Ele conta que medidas foram adotadas, mas aguardando que ações de correção fossem adotadas no Brasil. Ao escrever para Maggi, o comissário diz que a auditoria “era uma oportunidade para avaliar as medidas de correção e restabelecer confiança”. “Infelizmente, sou obrigado a escrever para expressão minha preocupação muito séria sofre os resultados”, disse.

De acordo com ele, desde a Operação Carne Fraca, as medidas de correção foram adotadas apenas para os 21 estabelecimentos pegos no escândalo. “Seus serviços consideraram que nenhuma nova investigação era necessária em outros estabelecimentos e tampouco nenhuma outra medida planejada para fortalecer o sistema de controle para prevenir situações similares no futuro”, alertou o comissário.

Mas, segundo ele, a auditoria identificou “várias falhas sistêmicas no controle” e que poderiam ser evitadas se novas ações tivessem sido tomadas. “A estratégia limitada adotada até hoje não da confiança suficiente que eventos similares (ao que foi descoberto na Carne Fraca) sejam detetados no futuro”, disse.

Outra crítica se refere às “deficiências críticas identificadas na maioria dos setores cobertos pela auditoria, algumas das quais sérias”. Elas se referem à segurança alimentar e certificação.

Os europeus ainda alertam que problemas detetados por eles já há seis anos até hoje não foram corrigidos. “É em especial preocupante para mim que, apesar de garantias repetidas da parte de autoridades de que medidas foram tomadas para retificar as deficiências, muitas ainda estão presentes e não teriam sido descobertas se não fosse pela auditoria”, criticou o comissário.

Para completar, a acusação é de que certificados de saúde foram dados apontando que o produto estava dentro do padrão europeu, mesmo quando não era o caso. “Isso só pode ser descrito como inaceitável”, alertou Andriukaitis.

Ameaças
Bruxelas deixou claro que uma nova missão será enviada em seis meses ao Brasil. Os europeus, porém, pedem que o governo mande um plano completo de como vai fazer para colocar em ação a resposta. Além disso, a UE quer que se apresente relatórios regulares sobre o que tem sido feito.

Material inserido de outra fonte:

#[cfg(test)]
mod tests {
    use super::*;
    use crate::error::ErrorCode;
    use crate::models::{NewModelFile, NewTag};
    use tempfile::TempDir;

    fn seeded() -> (SqliteStore, User, ModelId) {
        let store = SqliteStore::in_memory().unwrap();
        let user = store
            .insert_user(&NewUser {
                name: Some("Ada Lovelace".into()),
                username: Some("ada".into()),
                email: Some("ada@example.com".into()),
                image: None,
            })
            .unwrap();
        let model_id = store
            .insert_model(&NewModel {
                name: "Analytical".into(),
                description: Some("A test model".into()),
                model_type: ModelType::TextualInversion,
                trained_words: vec!["engine".into()],
                user_id: user.id,
                tags: vec![NewTag {
                    name: "anime".into(),
                    color: None,
                }],
            })
            .unwrap();
        (store, user, model_id)
    }

    fn complete_version(name: &str) -> NewModelVersion {
        NewModelVersion {
            name: name.into(),
            size_kb: 2048.0,
            files: vec![NewModelFile {
                name: format!("{name}.safetensors"),
                url: format!("https://files.example/{name}"),
                size_kb: 2048.0,
            }],
            posts: vec![Some("Showcase".into())],
            images: Vec::new(),
        }
    }

    #[tokio::test]
    async fn test_versions_in_creation_order() {
        let (store, user, model_id) = seeded();
        let v1 = store
            .insert_model_version(model_id, &NewModelVersion {
                name: "v1".into(),
                ..Default::default()
            })
            .unwrap();
        let v2 = store.insert_model_version(model_id, &complete_version("v2")).unwrap();

        let model = store.get_model_by_id(model_id).await.unwrap();
        let ids: Vec<_> = model.model_versions.iter().map(|v| v.id).collect();
        assert_eq!(ids, vec![v1.id, v2.id]);
        assert!(model.model_versions[0].files.is_empty());
        assert_eq!(model.model_versions[1].files.len(), 1);
        assert_eq!(model.model_versions[1].posts.len(), 1);
        assert_eq!(model.user.id, user.id);
        assert_eq!(model.tags[0].name, "anime");
        assert_eq!(model.trained_words, vec!["engine".to_string()]);
    }

    #[tokio::test]
    async fn test_missing_model_is_not_found() {
        let store = SqliteStore::in_memory().unwrap();
        let err = store.get_model_by_id(99).await.unwrap_err();
        assert_eq!(err.code(), ErrorCode::NotFound);
    }

    #[tokio::test]
    async fn test_corrupt_model_row_is_internal_error() {
        let (store, _, model_id) = seeded();
        store
            .lock()
            .unwrap()
            .execute(
                "UPDATE models SET trained_words_json = '{bad' WHERE id = ?1",
                params![model_id],
            )
            .unwrap();
        let err = store.get_model_by_id(model_id).await.unwrap_err();
        assert_eq!(err.code(), ErrorCode::InternalServerError);

        store
            .lock()
            .unwrap()
            .execute(
                "UPDATE models SET trained_words_json = '[]', updated_at = 'garbage' WHERE id = ?1",
                params![model_id],
            )
            .unwrap();
        let err = store.get_model_by_id(model_id).await.unwrap_err();
        assert_eq!(err.code(), ErrorCode::InternalServerError);
    }

    #[tokio::test]
    async fn test_corrupt_review_timestamp_is_internal_error() {
        let (store, user, model_id) = seeded();
        store
            .insert_review(&NewReview {
                model_id,
                model_version_id: None,
                user_id: user.id,
                rating: 4,
                text: None,
                nsfw: false,
                image_count: 0,
                like_count: 0,
                dislike_count: 0,
            })
            .unwrap();
        store
            .lock()
            .unwrap()
            .execute("UPDATE reviews SET created_at = 'yesterday'", [])
            .unwrap();

        let err = store
            .list_reviews(&ReviewQuery::new(model_id))
            .await
            .unwrap_err();
        assert_eq!(err.code(), ErrorCode::InternalServerError);
    }

    #[test]
    fn test_insert_model_owner_lookup_errors() {
        let store = SqliteStore::in_memory().unwrap();
        let new_model = |user_id| NewModel {
            name: "Orphan".into(),
            description: None,
            model_type: ModelType::Checkpoint,
            trained_words: Vec::new(),
            user_id,
            tags: Vec::new(),
        };

        let err = store.insert_model(&new_model(42)).unwrap_err();
        assert_eq!(err.code(), ErrorCode::NotFound);

        // A broken owner row surfaces as a storage failure, not a missing user.
        let user = store.insert_user(&NewUser::default()).unwrap();
        store
            .lock()
            .unwrap()
            .execute(
                "UPDATE users SET show_nsfw = 'sometimes' WHERE id = ?1",
                params![user.id],
            )
            .unwrap();
        let err = store.insert_model(&new_model(user.id)).unwrap_err();
        assert_eq!(err.code(), ErrorCode::InternalServerError);
    }

    #[tokio::test]
    async fn test_delete_version_cascades() {
        let (store, _, model_id) = seeded();
        let v1 = store.insert_model_version(model_id, &complete_version("v1")).unwrap();
        let v2 = store.insert_model_version(model_id, &complete_version("v2")).unwrap();

        assert_eq!(store.delete_model_version(v1.id).await.unwrap(), v1.id);
        let model = store.get_model_by_id(model_id).await.unwrap();
        assert_eq!(model.model_versions.len(), 1);
        assert_eq!(model.model_versions[0].id, v2.id);

        let err = store.delete_model_version(v1.id).await.unwrap_err();
        assert_eq!(err.code(), ErrorCode::NotFound);
    }

    #[tokio::test]
    async fn test_delete_model() {
        let (store, _, model_id) = seeded();
        store.insert_model_version(model_id, &complete_version("v1")).unwrap();
        assert_eq!(store.delete_model(model_id).await.unwrap(), model_id);
        assert!(store.get_model_by_id(model_id).await.is_err());
        assert!(store.delete_model(model_id).await.is_err());
    }

    #[tokio::test]
    async fn test_review_filters_and_sort() {
        let (store, user, model_id) = seeded();
        let review = |nsfw: bool, images: u32, likes: u32| NewReview {
            model_id,
            model_version_id: None,
            user_id: user.id,
            rating: 5,
            text: None,
            nsfw,
            image_count: images,
            like_count: likes,
            dislike_count: 0,
        };
        let plain = store.insert_review(&review(false, 0, 1)).unwrap();
        let with_images = store.insert_review(&review(false, 2, 7)).unwrap();
        let nsfw = store.insert_review(&review(true, 1, 3)).unwrap();

        let default = store.list_reviews(&ReviewQuery::new(model_id)).await.unwrap();
        let ids: Vec<_> = default.iter().map(|r| r.id).collect();
        assert_eq!(ids, vec![with_images.id, plain.id]);

        let mut query = ReviewQuery::new(model_id);
        query.filter_by = vec![ReviewFilter::Nsfw, ReviewFilter::IncludesImages];
        query.sort = ReviewSort::MostLiked;
        let ids: Vec<_> = store
            .list_reviews(&query)
            .await
            .unwrap()
            .iter()
            .map(|r| r.id)
            .collect();
        assert_eq!(ids, vec![with_images.id, nsfw.id]);
    }

    #[tokio::test]
    async fn test_rank_aggregates_reviews() {
        let (store, user, model_id) = seeded();
        for rating in [4, 5] {
            store
                .insert_review(&NewReview {
                    model_id,
                    model_version_id: None,
                    user_id: user.id,
                    rating,
                    text: None,
                    nsfw: false,
                    image_count: 0,
                    like_count: 0,
                    dislike_count: 0,
                })
                .unwrap();
        }
        store.record_download(model_id).unwrap();

        let rank = store.get_model_by_id(model_id).await.unwrap().rank.unwrap();
        assert_eq!(rank.rating_count_all_time, 2);
        assert_eq!(rank.rating_all_time, 4.5);
        assert_eq!(rank.download_count_all_time, 1);
    }

    #[tokio::test]
    async fn test_user_queries() {
        let (store, ada, _) = seeded();
        store
            .insert_user(&NewUser {
                name: Some("Charles Babbage".into()),
                username: Some("charles".into()),
                email: Some("charles@example.com".into()),
                image: None,
            })
            .unwrap();

        let all = store.list_users(&UserQuery::default()).await.unwrap();
        assert_eq!(all.len(), 2);

        let by_name = store
            .list_users(&UserQuery {
                query: Some("LOVE".into()),
                ..Default::default()
            })
            .await
            .unwrap();
        assert_eq!(by_name.len(), 1);
        assert_eq!(by_name[0].id, ada.id);

        let by_email = store
            .list_users(&UserQuery {
                email: Some("charles@example.com".into()),
                ..Default::default()
            })
            .await
            .unwrap();
        assert_eq!(by_email[0].username.as_deref(), Some("charles"));

        let limited = store
            .list_users(&UserQuery {
                limit: Some(1),
                ..Default::default()
            })
            .await
            .unwrap();
        assert_eq!(limited.len(), 1);
    }

    #[tokio::test]
    async fn test_user_name_search_folds_unicode_case() {
        let (store, _, _) = seeded();
        let emile = store
            .insert_user(&NewUser {
                name: Some("ÉMILE Zola".into()),
                username: Some("zola".into()),
                ..Default::default()
            })
            .unwrap();
        store
            .insert_user(&NewUser {
                name: Some("Émile Durkheim".into()),
                username: Some("durkheim".into()),
                ..Default::default()
            })
            .unwrap();

        let found = store
            .list_users(&UserQuery {
                query: Some("émile".into()),
                ..Default::default()
            })
            .await
            .unwrap();
        assert_eq!(found.len(), 2);
        assert_eq!(found[0].id, emile.id);

        let limited = store
            .list_users(&UserQuery {
                query: Some("ÉMILE".into()),
                limit: Some(1),
                ..Default::default()
            })
            .await
            .unwrap();
        assert_eq!(limited.len(), 1);
        assert_eq!(limited[0].id, emile.id);
    }

    #[tokio::test]
    async fn test_update_and_delete_user() {
        let (store, ada, _) = seeded();
        let updated = store
            .update_user(&UserUpdate {
                id: ada.id,
                show_nsfw: Some(true),
                ..Default::default()
            })
            .await
            .unwrap();
        assert!(updated.show_nsfw);
        assert!(updated.blur_nsfw);
        assert_eq!(updated.username.as_deref(), Some("ada"));

        let err = store
            .update_user(&UserUpdate {
                id: 404,
                username: Some("ghost".into()),
                ..Default::default()
            })
            .await
            .unwrap_err();
        assert_eq!(err.code(), ErrorCode::NotFound);

        let deleted = store.delete_user(ada.id).await.unwrap();
        assert_eq!(deleted.id, ada.id);
        assert!(store.get_user_by_id(ada.id).await.is_err());
    }

    #[tokio::test]
    async fn test_duplicate_username_is_validation_error() {
        let (store, _, _) = seeded();
        let other = store
            .insert_user(&NewUser {
                username: Some("grace".into()),
                ..Default::default()
            })
            .unwrap();
        let err = store
            .update_user(&UserUpdate {
                id: other.id,
                username: Some("ada".into()),
                ..Default::default()
            })
            .await
            .unwrap_err();
        assert_eq!(err.code(), ErrorCode::BadRequest);
    }

    #[tokio::test]
    async fn test_file_database_persists() {
        let temp_dir = TempDir::new().unwrap();
        let path = temp_dir.path().join("nested").join("modelshare.sqlite");
        let model_id = {
            let store = SqliteStore::open(&path).unwrap();
            let user = store.insert_user(&NewUser::default()).unwrap();
            store
                .insert_model(&NewModel {
                    name: "Persisted".into(),
                    description: None,
                    model_type: ModelType::Checkpoint,
                    trained_words: Vec::new(),
                    user_id: user.id,
                    tags: Vec::new(),
                })
                .unwrap()
        };

        let store = SqliteStore::open(&path).unwrap();
        assert_eq!(store.db_path(), Some(path.as_path()));
        let model = store.get_model_by_id(model_id).await.unwrap();
        assert_eq!(model.name, "Persisted");
    }
}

“Se a evolução da situação assim exigir, serei obrigado a considerar novas medidas de segurança”, ameaçou o comissário. “Peço que tomem todas as medidas necessárias para restabelecer a confiança no Brasil”, completou.

Durante a reunião nesta semana, delegações expressaram suas preocupações sobre a fraude. Alguns, porém, pediram uma atitude ainda mais dura por parte da Comissão em relação às autoridades brasileiras.

Em resposta aos países, a Comissão indicou que vai “monitorar de perto a situação”. Num relato publicado sobre o encontro, Bruxelas também indicou que “se o Brasil fracassar em cumprir os pedidos da Europa, ações mais decisivas poderiam ser consideradas”.